Path Dependence and the Origins of Party Politics in the United States
In 1804, the U.S. Congress approved a constitutional amendment to fix the rules of presidential selection. The electoral tie in 1800 spooked the people, and the redesigned process was intended to limit the potential for usurpation.1 The change was necessary. The original mode of selection assumed that the electors would act alone, without collusion — that they would not combine their support for two candidates for the highest office, thus creating an unwanted tie between two candidates who were really intended for different positions. The new amendment, on the other hand, assumed that the electors would operate as a party, to support a “slate” of candidates, for president and vice president. It was the last change to the fundamental character of the Union before the Civil War, the completion of the founding.2
Two aspects of the 12th Amendment are remarkable. First, the amendment was a party amendment. The Republicans, in power since the fall of 1800, designed the amendment without meddling from the minority party, the Federalists. Second, people debating the amendment assumed that there would be two national parties. Federalists opposed the amendment, offered substitutes, and asserted the danger of fiddling with the framework of government. But Federalists also admitted the inevitability of national parties. As Delaware’s Samuel White argued, the “United States are now divided, and will probably continue so, into two great political parties.”3 James Hillhouse from Connecticut suggested that the “federal and republican parties have had their day — and their designations will not last long.” But soon new parties would arise, and “new names and new views will be taken” in the competition for power “as it has been the course in all nations.” Hillhouse even suggested that the losing presidential candidate of the opposition party should become vice president, so that the officials would be “checks upon each other.”4
The belief that the country would “probably” always be divided into two great political parties — acknowledged and institutionalized in the creation of the 12th Amendment — marks the end of the naive hopes of the original framers that national parties would not come to dominate American political life. American democracy, as it evolved over the nineteenth century, would be practiced most obviously through parties. Yet, as this book suggests, parties were not necessary for democracy, so why did parties have so much staying power? Why only two, and not three or more?
As political historians of the last twenty years were moving away from the study of ideology to the study of culture, numerous social scientists were rediscovering the problem of thinking about continuity and change over time. Beginning with work on institutional analysis in economics — especially the work of Douglass North on the role of institutions in shaping and constraining the choices of societies and individuals — political scientists have been giving increasingly sophisticated attention to the historical processes that shape and influence social and economic behavior. As North puts it succinctly in his call for the complete integration of institutions into theories of economic growth and performance, “history matters” not simply as a repository of facts but “because the present and the future are connected to the past by the continuity of a society’s institutions.” While institutions have always been studied, the recent literature defines institutions broadly, to incorporate not only the formal structures of government or the market but also the “rules of the game,” the informal cultures, prejudices, and mores that shape acceptable behavior.5
Beyond this, understanding that history and context are essential components of social development means that “time” and “the sequence of events” matter — what happened first effects what happens next, and that in turn effects what might happen years later in social, economic, and political outcomes.
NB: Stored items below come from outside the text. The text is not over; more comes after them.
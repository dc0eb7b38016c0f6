// HTTP transport configuration for building the service's reqwest::Client.

use std::path::PathBuf;
use std::time::Duration;

use crate::error::Error;

const USER_AGENT: &str = concat!("stalink/", env!("CARGO_PKG_VERSION"));

/// TLS verification mode.
#[derive(Debug, Clone, Default)]
pub enum TlsMode {
    /// Use the system certificate store.
    #[default]
    System,
    /// Use a custom CA certificate from the given PEM file.
    CustomCa(PathBuf),
    /// Accept any certificate (test servers with self-signed certs).
    DangerAcceptInvalid,
}

/// Transport settings shared by every request of a service.
#[derive(Debug, Clone)]
pub struct TransportConfig {
    pub tls: TlsMode,
    pub timeout: Duration,
}

impl Default for TransportConfig {
    fn default() -> Self {
        Self {
            tls: TlsMode::System,
            timeout: Duration::from_secs(30),
        }
    }
}

impl TransportConfig {
    /// Build a `reqwest::Client` from this config.
    pub fn build_client(&self) -> Result<reqwest::Client, Error> {
        let mut builder = reqwest::Client::builder()
            .timeout(self.timeout)
            .user_agent(USER_AGENT);

        match &self.tls {
            TlsMode::System => {}
            TlsMode::CustomCa(path) => {
                let cert_pem = std::fs::read(path)
                    .map_err(|e| Error::Tls(format!("failed to read CA cert: {e}")))?;
                let cert = reqwest::Certificate::from_pem(&cert_pem)
                    .map_err(|e| Error::Tls(format!("invalid CA cert: {e}")))?;
                builder = builder.add_root_certificate(cert);
            }
            TlsMode::DangerAcceptInvalid => {
                builder = builder.danger_accept_invalid_certs(true);
            }
        }

        builder
            .build()
            .map_err(|e| Error::Tls(format!("failed to build HTTP client: {e}")))
    }
}

#[cfg(test)]
mod tests {
    use super::*;

    #[test]
    fn defaults_verify_certificates() {
        let config = TransportConfig::default();
        assert!(matches!(config.tls, TlsMode::System));
        assert_eq!(config.timeout, Duration::from_secs(30));
        assert!(config.build_client().is_ok());
    }

    #[test]
    fn missing_ca_file_is_a_tls_error() {
        let config = TransportConfig {
            tls: TlsMode::CustomCa(PathBuf::from("/nonexistent/ca.pem")),
            ..TransportConfig::default()
        };
        let err = config.build_client().unwrap_err();
        assert!(matches!(err, Error::Tls(msg) if msg.starts_with("failed to read CA cert")));
    }
}
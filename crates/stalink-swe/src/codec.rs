use std::any::type_name;

use serde_json::{Map, Value};

use crate::component::{
    Boolean, Category, CategoryRange, ComponentType, Count, CountRange, DataComponent, Quantity,
    QuantityRange, Text, TimeInstant, TimeRange,
};
use crate::constraint::{AllowedTimes, AllowedTokens, AllowedValues, Constraint, ConstraintType};
use crate::error::CodecError;
use crate::record::{DataChoice, DataRecord};
use crate::registry::{Registration, TypeRegistry, decode_concrete, discriminator_of};

const COMPONENT_FAMILY: &str = "data component";
const CONSTRAINT_FAMILY: &str = "constraint";

fn decode_component_as<T: ComponentType>(
    codec: &SweCodec,
    raw: &Value,
) -> Result<Box<dyn DataComponent>, CodecError> {
    Ok(Box::new(decode_concrete::<T>(codec, raw)?))
}

fn decode_constraint_as<T: ConstraintType>(
    codec: &SweCodec,
    raw: &Value,
) -> Result<Box<dyn Constraint>, CodecError> {
    Ok(Box::new(decode_concrete::<T>(codec, raw)?))
}

/// Resolves SWE Common payloads to concrete Rust types.
///
/// Holds one registry per supertype family. Built once and shared behind an
/// `Arc`; nothing is mutated after [`SweCodecBuilder::build`].
#[derive(Debug)]
pub struct SweCodec {
    components: TypeRegistry<dyn DataComponent>,
    constraints: TypeRegistry<dyn Constraint>,
}

impl SweCodec {
    /// Codec with every built-in component and constraint type registered.
    pub fn new() -> Result<Self, CodecError> {
        Self::builder().build()
    }

    /// Builder pre-loaded with the built-in types.
    pub fn builder() -> SweCodecBuilder {
        SweCodecBuilder::empty()
            .component::<Boolean>()
            .component::<Count>()
            .component::<CountRange>()
            .component::<Quantity>()
            .component::<QuantityRange>()
            .component::<Text>()
            .component::<Category>()
            .component::<CategoryRange>()
            .component::<TimeInstant>()
            .component::<TimeRange>()
            .component::<DataRecord>()
            .component::<DataChoice>()
            .constraint::<AllowedTokens>()
            .constraint::<AllowedValues>()
            .constraint::<AllowedTimes>()
    }

    pub fn components(&self) -> &TypeRegistry<dyn DataComponent> {
        &self.components
    }

    pub fn constraints(&self) -> &TypeRegistry<dyn Constraint> {
        &self.constraints
    }

    // ── Decoding ─────────────────────────────────────────────────────

    pub fn decode_component(&self, raw: &Value) -> Result<Box<dyn DataComponent>, CodecError> {
        self.components.decode(self, raw)
    }

    pub fn decode_constraint(&self, raw: &Value) -> Result<Box<dyn Constraint>, CodecError> {
        self.constraints.decode(self, raw)
    }

    /// Decode a component and require a specific concrete type.
    pub fn decode_component_of<T: ComponentType>(&self, raw: &Value) -> Result<T, CodecError> {
        let decoded = self.decode_component(raw)?;
        decoded
            .as_any()
            .downcast_ref::<T>()
            .cloned()
            .ok_or_else(|| CodecError::InvalidMember {
                member: decoded.discriminator().to_owned(),
                expected: type_name::<T>(),
            })
    }

    /// Decode the optional `member` of `raw` as a constraint. Absent and
    /// `null` both yield `None`.
    pub fn decode_member_constraint(
        &self,
        raw: &Map<String, Value>,
        member: &str,
    ) -> Result<Option<Box<dyn Constraint>>, CodecError> {
        match raw.get(member) {
            None | Some(Value::Null) => Ok(None),
            Some(value) => self.decode_constraint(value).map(Some),
        }
    }

    /// Decode the optional `member` of `raw` as a single component.
    pub fn decode_member_component(
        &self,
        raw: &Map<String, Value>,
        member: &str,
    ) -> Result<Option<Box<dyn DataComponent>>, CodecError> {
        match raw.get(member) {
            None | Some(Value::Null) => Ok(None),
            Some(value) => self.decode_component(value).map(Some),
        }
    }

    /// Decode the array `member` of `raw` as a list of components.
    pub fn decode_member_components(
        &self,
        raw: &Map<String, Value>,
        member: &str,
    ) -> Result<Vec<Box<dyn DataComponent>>, CodecError> {
        match raw.get(member) {
            None | Some(Value::Null) => Ok(Vec::new()),
            Some(Value::Array(items)) => items
                .iter()
                .map(|item| self.decode_component(item))
                .collect(),
            Some(_) => Err(CodecError::InvalidMember {
                member: member.to_owned(),
                expected: "an array of data components",
            }),
        }
    }

    // ── Encoding ─────────────────────────────────────────────────────

    pub fn encode_component(&self, component: &dyn DataComponent) -> Result<Value, CodecError> {
        self.components.resolve(component.discriminator())?;
        component.to_json()
    }

    pub fn encode_constraint(&self, constraint: &dyn Constraint) -> Result<Value, CodecError> {
        self.constraints.resolve(constraint.discriminator())?;
        constraint.to_json()
    }
}

/// Collects registrations for a [`SweCodec`].
#[derive(Debug, Default)]
pub struct SweCodecBuilder {
    components: Vec<Registration<dyn DataComponent>>,
    constraints: Vec<Registration<dyn Constraint>>,
}

impl SweCodecBuilder {
    /// Builder without any registrations, not even the built-ins.
    pub fn empty() -> Self {
        Self::default()
    }

    #[must_use]
    pub fn component<T: ComponentType>(mut self) -> Self {
        self.components.push(Registration::new(
            discriminator_of::<T>(),
            type_name::<T>(),
            decode_component_as::<T>,
        ));
        self
    }

    #[must_use]
    pub fn constraint<T: ConstraintType>(mut self) -> Self {
        self.constraints.push(Registration::new(
            discriminator_of::<T>(),
            type_name::<T>(),
            decode_constraint_as::<T>,
        ));
        self
    }

    /// Assemble the registries. Fails if two types share a discriminator
    /// within the same family.
    pub fn build(self) -> Result<SweCodec, CodecError> {
        Ok(SweCodec {
            components: TypeRegistry::from_registrations(COMPONENT_FAMILY, self.components)?,
            constraints: TypeRegistry::from_registrations(CONSTRAINT_FAMILY, self.constraints)?,
        })
    }
}

#[cfg(test)]
#[allow(clippy::unwrap_used)]
mod tests {
    use pretty_assertions::assert_eq;
    use serde::{Deserialize, Serialize};
    use serde_json::json;

    use super::*;
    use crate::component::ComponentHeader;
    use crate::registry::SweType;

    fn tasking_parameters() -> Value {
        json!({
            "type": "DataRecord",
            "field": [
                {
                    "name": "status",
                    "label": "On/Off status",
                    "description": "Specifies turning the light On or Off",
                    "type": "Category",
                    "constraint": {
                        "type": "AllowedTokens",
                        "value": ["on", "off"]
                    }
                },
                {
                    "name": "color",
                    "label": "Light Color",
                    "description": "Specifies the light color in RGB HEX format. Example: #FF11A0",
                    "type": "Text",
                    "constraint": {
                        "type": "AllowedTokens",
                        "pattern": "^#([A-Fa-f0-9]{6}|[A-Fa-f0-9]{3})$"
                    }
                }
            ]
        })
    }

    #[test]
    fn decodes_nested_record_to_concrete_types() {
        let codec = SweCodec::new().unwrap();
        let decoded = codec.decode_component(&tasking_parameters()).unwrap();
        let record = decoded.downcast_ref::<DataRecord>().unwrap();

        assert_eq!(record.field.len(), 2);
        let status = record.field[0].downcast_ref::<Category>().unwrap();
        assert_eq!(status.header.name.as_deref(), Some("status"));
        let tokens = status
            .constraint
            .as_deref()
            .and_then(|c| c.downcast_ref::<AllowedTokens>())
            .unwrap();
        assert_eq!(tokens.value, vec!["on".to_owned(), "off".to_owned()]);

        let color = record.field[1].downcast_ref::<Text>().unwrap();
        let tokens = color
            .constraint
            .as_deref()
            .and_then(|c| c.downcast_ref::<AllowedTokens>())
            .unwrap();
        assert_eq!(
            tokens.pattern.as_deref(),
            Some("^#([A-Fa-f0-9]{6}|[A-Fa-f0-9]{3})$")
        );
    }

    #[test]
    fn built_tree_encodes_to_wire_form() {
        let codec = SweCodec::new().unwrap();
        let record = DataRecord::default()
            .with_field(
                "status",
                Category::default()
                    .with_label("On/Off status")
                    .with_description("Specifies turning the light On or Off")
                    .with_constraint(AllowedTokens::values(["on", "off"])),
            )
            .with_field(
                "color",
                Text::default()
                    .with_label("Light Color")
                    .with_description("Specifies the light color in RGB HEX format. Example: #FF11A0")
                    .with_constraint(AllowedTokens::pattern("^#([A-Fa-f0-9]{6}|[A-Fa-f0-9]{3})$")),
            );

        let encoded = codec.encode_component(&record).unwrap();
        assert_eq!(encoded, tasking_parameters());

        let decoded = codec.decode_component(&encoded).unwrap();
        assert!(decoded.eq_dyn(&record));
    }

    #[test]
    fn unknown_discriminator_is_a_hard_error() {
        let codec = SweCodec::new().unwrap();
        let err = codec
            .decode_component(&json!({ "type": "Vector", "coordinate": [] }))
            .unwrap_err();
        assert!(err.is_unknown_type());
        assert!(err.to_string().contains("DataRecord"));
    }

    #[test]
    fn unknown_discriminator_deep_in_tree_fails_whole_decode() {
        let codec = SweCodec::new().unwrap();
        let mut raw = tasking_parameters();
        raw["field"][1]["constraint"]["type"] = json!("AllowedColours");
        let err = codec.decode_component(&raw).unwrap_err();
        assert!(matches!(
            err,
            CodecError::UnknownType { family: "constraint", ref discriminator, .. }
                if discriminator == "AllowedColours"
        ));
    }

    #[test]
    fn families_resolve_independently() {
        let codec = SweCodec::new().unwrap();
        let tokens = json!({ "type": "AllowedTokens", "value": ["a"] });
        assert!(codec.decode_constraint(&tokens).is_ok());
        assert!(codec.decode_component(&tokens).unwrap_err().is_unknown_type());
    }

    #[test]
    fn missing_discriminator_and_non_objects_are_rejected() {
        let codec = SweCodec::new().unwrap();
        assert!(matches!(
            codec.decode_component(&json!({ "name": "x" })),
            Err(CodecError::MissingDiscriminator { key: "type", .. })
        ));
        assert!(matches!(
            codec.decode_constraint(&json!(["AllowedTokens"])),
            Err(CodecError::NotAnObject { .. })
        ));
    }

    #[derive(Debug, Clone, Default, PartialEq, Serialize, Deserialize)]
    struct Toggle {
        #[serde(flatten)]
        header: ComponentHeader,
    }

    impl SweType for Toggle {
        const SWE_NAME: Option<&'static str> = Some("Boolean");
    }

    impl ComponentType for Toggle {
        fn component_header(&self) -> &ComponentHeader {
            &self.header
        }

        fn component_header_mut(&mut self) -> &mut ComponentHeader {
            &mut self.header
        }
    }

    #[test]
    fn duplicate_discriminator_fails_construction() {
        let err = SweCodec::builder().component::<Toggle>().build().unwrap_err();
        match err {
            CodecError::DuplicateDiscriminator { discriminator, .. } => {
                assert_eq!(discriminator, "Boolean");
            }
            other => panic!("unexpected error: {other}"),
        }
    }

    #[test]
    fn extension_types_register_through_builder() {
        let codec = SweCodecBuilder::empty()
            .component::<Toggle>()
            .build()
            .unwrap();
        let decoded: Toggle = codec
            .decode_component_of(&json!({ "type": "Boolean", "label": "Power" }))
            .unwrap();
        assert_eq!(decoded.header.label.as_deref(), Some("Power"));
        assert_eq!(codec.components().discriminators(), vec!["Boolean"]);
    }
}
Political scientists have latched onto this last problem in their enthusiasm for “path dependence,” the belief that “once a country or a region has started down a track, the costs of reversal are very high.” Institutions, once “entrenched,” obstruct the “easy reversal of the initial choice.”6 As political scientist Paul Pierson has suggested, a proper respect for the problem of path dependence means that “specific timing and sequence matter, a wide range of social outcomes may be possible, large consequences many result from relatively small or contingent events; particular courses of action, once introduced, can be almost impossible to reverse; and consequently, political development is punctuated by crucial moments or junctures that shape the basic contours of social life.”7 While social scientists are still interested in building models that apply throughout time and place, the enthusiasts for institutional analysis are skeptical about the possibility of creating a general theory of politics, and refuse to accept a deterministic approach to the problem of change over time. Institutional analysis promises nothing less than a paradigmatic shift in some branches of the social sciences, as they move out of a Newtonian model of science — in which universal laws govern cause and effect — and move into “complexity science.” With such an awareness of contingency and context, as one critic of the concept of path dependence notes, “history becomes the ultimate explanation of all political choices and changes.”8
Historians might rightly smirk to hear our cousins in the dismal sciences argue, in a provocative manner, that things change, that choices are often determined by what came before, and that human beings often die long before the consequences of their actions can be fully understood and appreciated. But there is much to be gained by embracing this welcome historical turn in the social sciences, and for historians to ignore the trend — which is certainly the case for recent historians of politics in the early republic — is bad for everybody. Historians too often work without attention to the relative usefulness of our work, either for a general public, for a general audience of historians, or for the possible use (or misuse) by social scientists. This chapter considers three problems related to the concept of path dependence in the origin and legacies of the first parties under the Constitution. First, it looks at the “framers” in action to find the relationship among the design of the new institutions of the “more perfect Union,” the original polarization in Congress, and the organization of the first parties. Second, it examines “national” parties before the 1790s and the local practices that would shape the character of post–1790s politics. Finally, the essay considers the relationship of ideology to the existence of an American assumption that two parties, not three or four or more, will inevitably shape national political life.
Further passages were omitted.